Keith: That’s what people don’t realize. As a performer it’s one of the few places where you stand on stage and you look up at everybody. Everybody is on your level or above which is unlike most places where you’re usually looking down at the people. It’s really one of the super special iconic venues in the country. It’s got a lot of magic and a lot of history. At this point we’ve playing there for about 15 years. It’s home for us. We’re a Colorado band so every time we play there we have tons of friends and family in the audience. You pack them into that magical venue and it’s really something special. You feel super inspired just being there.
I’m looking forward to Merryland Music Fest. Is there any chance of any sit-ins or anything?
Keith: We don’t have anything planned out yet, but it will be kind of as schedule permits. We’ve definitely been looking at the bill and talking about having some sit-ins. We know all those guys have a lot of history there. If we can make it happen we definitely will so I would look for some sit-ins to be happening for sure.
I know a lot of you guys have kids now. What’s it like to have a little bit of a different schedule?
Keith: It’s great. We’re at a point now where I feel like the band is really on it and we’re not playing at a level where anyone’s burnt out. We’re playing at a level where everyone’s still really excited about what we do. It’s often enough that I feel like we’re still really engaged and still really up on the tunes, but then we do have the downtime to really engage with our families. We’re at a really great spot. I think we all feel really lucky and blessed to be able to have the time off and the balance. It’s all about trying to find that balance as a musician between making a living and having your home life. When we do come out to play, everyone is really excited to be there and excited about the gigs.
What are some things you have coming up just for yourself as far as personal projects or future gigs?
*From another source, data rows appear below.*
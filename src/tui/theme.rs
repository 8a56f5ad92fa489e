//! Style configuration: one `(focused, neutral)` color pair per role.
//!
//! Focus only ever changes border color, but every role carries both colors
//! so a theme can tint pane text too. Resolved once per frame from
//! `App::active_pane` via [`Theme::style`].

use crate::core::config::ThemeConfig;
use log::warn;
use ratatui::style::{Color, Modifier, Style};
use std::str::FromStr;

#[derive(Debug, Clone, Copy, PartialEq, Eq)]
pub enum Role {
    Border,
    Heading,
    Cursor,
    Title,
    Category,
    Meta,
}

#[derive(Debug, Clone, Copy, PartialEq, Eq)]
pub struct RoleColors {
    pub focused: Color,
    pub neutral: Color,
}

impl RoleColors {
    const fn same(color: Color) -> Self {
        Self {
            focused: color,
            neutral: color,
        }
    }
}

#[derive(Debug, Clone, PartialEq, Eq)]
pub struct Theme {
    pub border: RoleColors,
    pub heading: RoleColors,
    pub cursor: RoleColors,
    pub title: RoleColors,
    pub category: RoleColors,
    pub meta: RoleColors,
}

const PINK: Color = Color::Indexed(205);
const SLATE: Color = Color::Indexed(63);

impl Default for Theme {
    fn default() -> Self {
        Self {
            border: RoleColors {
                focused: PINK,
                neutral: SLATE,
            },
            heading: RoleColors::same(PINK),
            cursor: RoleColors::same(PINK),
            title: RoleColors::same(Color::Indexed(86)),
            category: RoleColors::same(Color::Indexed(33)),
            meta: RoleColors::same(Color::Indexed(241)),
        }
    }
}

impl Theme {
    /// Overlay configured colors onto the default palette.
    ///
    /// `focused`/`neutral` set the border pair; every other key sets both
    /// halves of its role. Unparseable colors keep the default.
    pub fn from_config(config: &ThemeConfig) -> Self {
        let mut theme = Theme::default();

        if let Some(color) = parse_color("focused", config.focused.as_deref()) {
            theme.border.focused = color;
        }
        if let Some(color) = parse_color("neutral", config.neutral.as_deref()) {
            theme.border.neutral = color;
        }

        let roles = [
            ("heading", &config.heading, &mut theme.heading),
            ("cursor", &config.cursor, &mut theme.cursor),
            ("title", &config.title, &mut theme.title),
            ("category", &config.category, &mut theme.category),
            ("meta", &config.meta, &mut theme.meta),
        ];
        for (key, value, slot) in roles {
            if let Some(color) = parse_color(key, value.as_deref()) {
                *slot = RoleColors::same(color);
            }
        }

        theme
    }

    fn colors(&self, role: Role) -> RoleColors {
        match role {
            Role::Border => self.border,
            Role::Heading => self.heading,
            Role::Cursor => self.cursor,
            Role::Title => self.title,
            Role::Category => self.category,
            Role::Meta => self.meta,
        }
    }

    pub fn style(&self, role: Role, focused: bool) -> Style {
        let colors = self.colors(role);
        let fg = if focused { colors.focused } else { colors.neutral };
        let style = Style::default().fg(fg);
        match role {
            Role::Heading | Role::Cursor | Role::Title => style.add_modifier(Modifier::BOLD),
            _ => style,
        }
    }
}

fn parse_color(key: &str, value: Option<&str>) -> Option<Color> {
    let value = value?;
    match Color::from_str(value) {
        Ok(color) => Some(color),
        Err(_) => {
            warn!("Ignoring invalid theme color {key} = '{value}'");
            None
        }
    }
}

#[cfg(test)]
mod tests {
    use super::*;

    #[test]
    fn test_border_style_depends_on_focus() {
        let theme = Theme::default();
        assert_eq!(theme.style(Role::Border, true).fg, Some(PINK));
        assert_eq!(theme.style(Role::Border, false).fg, Some(SLATE));
    }

    #[test]
    fn test_title_is_bold() {
        let style = Theme::default().style(Role::Title, false);
        assert!(style.add_modifier.contains(Modifier::BOLD));
        assert_eq!(style.fg, Some(Color::Indexed(86)));
    }

    #[test]
    fn test_from_config_overrides() {
        let config = ThemeConfig {
            focused: Some("magenta".to_string()),
            neutral: Some("#102030".to_string()),
            meta: Some("8".to_string()),
            ..Default::default()
        };
        let theme = Theme::from_config(&config);
        assert_eq!(theme.border.focused, Color::Magenta);
        assert_eq!(theme.border.neutral, Color::Rgb(0x10, 0x20, 0x30));
        assert_eq!(theme.meta, RoleColors::same(Color::Indexed(8)));
        assert_eq!(theme.title, Theme::default().title);
    }

    #[test]
    fn test_invalid_color_keeps_default() {
        let config = ThemeConfig {
            focused: Some("not-a-color".to_string()),
            ..Default::default()
        };
        assert_eq!(Theme::from_config(&config), Theme::default());
    }
}
//! Frame composition: bordered panes joined into the full dashboard.
//!
//! ```text
//! compose()
//!   ├── plan()                  pane sizes from the viewport
//!   ├── pane() × 3              content → render_block → bordered
//!   ├── join_horizontal()       nav | feed | preview, top aligned
//!   ├── pane()                  control bar, full width
//!   └── join_vertical()         row above control bar
//! ```
//!
//! Focus is only visible here: the border of the active pane gets the
//! focused color, every other border the neutral one.

use crate::core::state::{App, Pane};
use crate::tui::cells::{DisplayWidth, render_block};
use crate::tui::layout::{CONTROL_BAR_HEIGHT, plan};
use crate::tui::panes;
use crate::tui::theme::{Role, Theme};
use ratatui::style::Style;
use ratatui::text::{Line, Span};

/// Rounded border glyphs.
const TOP_LEFT: &str = "╭";
const TOP_RIGHT: &str = "╮";
const BOTTOM_LEFT: &str = "╰";
const BOTTOM_RIGHT: &str = "╯";
const HORIZONTAL: &str = "─";
const VERTICAL: &str = "│";

/// Cells taken by the left and right (or top and bottom) border.
const BORDER_OVERHEAD: usize = 2;

/// Wrap a rectangular block of `inner_width` cells in a rounded border.
pub fn bordered(
    block: Vec<Line<'static>>,
    inner_width: usize,
    style: Style,
) -> Vec<Line<'static>> {
    let rule = HORIZONTAL.repeat(inner_width);
    let mut lines = Vec::with_capacity(block.len() + BORDER_OVERHEAD);

    lines.push(Line::from(Span::styled(
        format!("{TOP_LEFT}{rule}{TOP_RIGHT}"),
        style,
    )));
    for line in block {
        let mut spans = Vec::with_capacity(line.spans.len() + 2);
        spans.push(Span::styled(VERTICAL, style));
        spans.extend(line.spans.into_iter().map(|span| span.patch_style(line.style)));
        spans.push(Span::styled(VERTICAL, style));
        lines.push(Line::from(spans));
    }
    lines.push(Line::from(Span::styled(
        format!("{BOTTOM_LEFT}{rule}{BOTTOM_RIGHT}"),
        style,
    )));

    lines
}

/// A bordered pane whose outer size is `width` × `height`.
///
/// The inside never shrinks below one cell, so a degenerate size still
/// yields a 3×3 pane rather than nothing.
pub fn pane<W: DisplayWidth + ?Sized>(
    content: &[Line<'_>],
    width: u16,
    height: u16,
    border: Style,
    cells: &W,
) -> Vec<Line<'static>> {
    let inner_width = usize::from(width).saturating_sub(BORDER_OVERHEAD).max(1);
    let inner_height = usize::from(height).saturating_sub(BORDER_OVERHEAD).max(1);
    bordered(render_block(content, inner_width, inner_height, cells), inner_width, border)
}

/// Place panes side by side. All panes must have the same height.
pub fn join_horizontal(panes: Vec<Vec<Line<'static>>>) -> Vec<Line<'static>> {
    let height = panes.first().map_or(0, Vec::len);
    debug_assert!(panes.iter().all(|p| p.len() == height));

    let mut rows: Vec<Vec<Span<'static>>> = vec![Vec::new(); height];
    for pane in panes {
        for (row, line) in rows.iter_mut().zip(pane) {
            row.extend(line.spans);
        }
    }
    rows.into_iter().map(Line::from).collect()
}

/// Stack blocks top to bottom. Widths are independent.
pub fn join_vertical(blocks: Vec<Vec<Line<'static>>>) -> Vec<Line<'static>> {
    blocks.into_iter().flatten().collect()
}

/// The full frame for `app`: `viewport_height` lines of `viewport_width`
/// cells, or nothing while the viewport is still unknown.
pub fn compose<W: DisplayWidth + ?Sized>(app: &App, theme: &Theme, cells: &W) -> Vec<Line<'static>> {
    if app.viewport_unknown() {
        return Vec::new();
    }
    let app = &app.clone().clamped();

    let geometry = plan(app.viewport_width, app.viewport_height, CONTROL_BAR_HEIGHT);
    let inner_height = usize::from(geometry.pane_height).saturating_sub(BORDER_OVERHEAD);
    let border = |focused: bool| theme.style(Role::Border, focused);

    let nav = pane(
        &panes::nav_lines(app, theme, inner_height),
        geometry.nav_width,
        geometry.pane_height,
        border(app.active_pane == Pane::Navigation),
        cells,
    );
    let feed = pane(
        &panes::feed_lines(app, theme, inner_height),
        geometry.feed_width,
        geometry.pane_height,
        border(app.active_pane == Pane::Feed),
        cells,
    );
    let preview = pane(
        &panes::preview_lines(app, theme),
        geometry.preview_width,
        geometry.pane_height,
        border(false),
        cells,
    );
    let control = pane(
        &panes::control_lines(theme),
        app.viewport_width,
        CONTROL_BAR_HEIGHT,
        border(false),
        cells,
    );

    join_vertical(vec![join_horizontal(vec![nav, feed, preview]), control])
}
Keith: I have a couple gigs with Keller Williams coming up in the next couple months. I’m doing a Keith Mosely and Friends thing here locally at NedFest. I’ve got Tyler Grant playing from Grant Farm who’s a good buddy of mine and a killer guitar player. Kevin, the keyboard player from his band and a local drummer friend, Christian Teal, will also be playing. We’ll do a set of my tunes and some fun covers. That’s a fun local festival that we go to every year and I play at every once in awhile. I did a one off a couple months ago with the BlueGrass Generals. Besides those kind of things, I’m still super engaged with my kids. I’ve got two girls that are 16 and 11. Between helping out with the kids sports teams and some occasional one off gigs I seem to be about as busy as I care to be.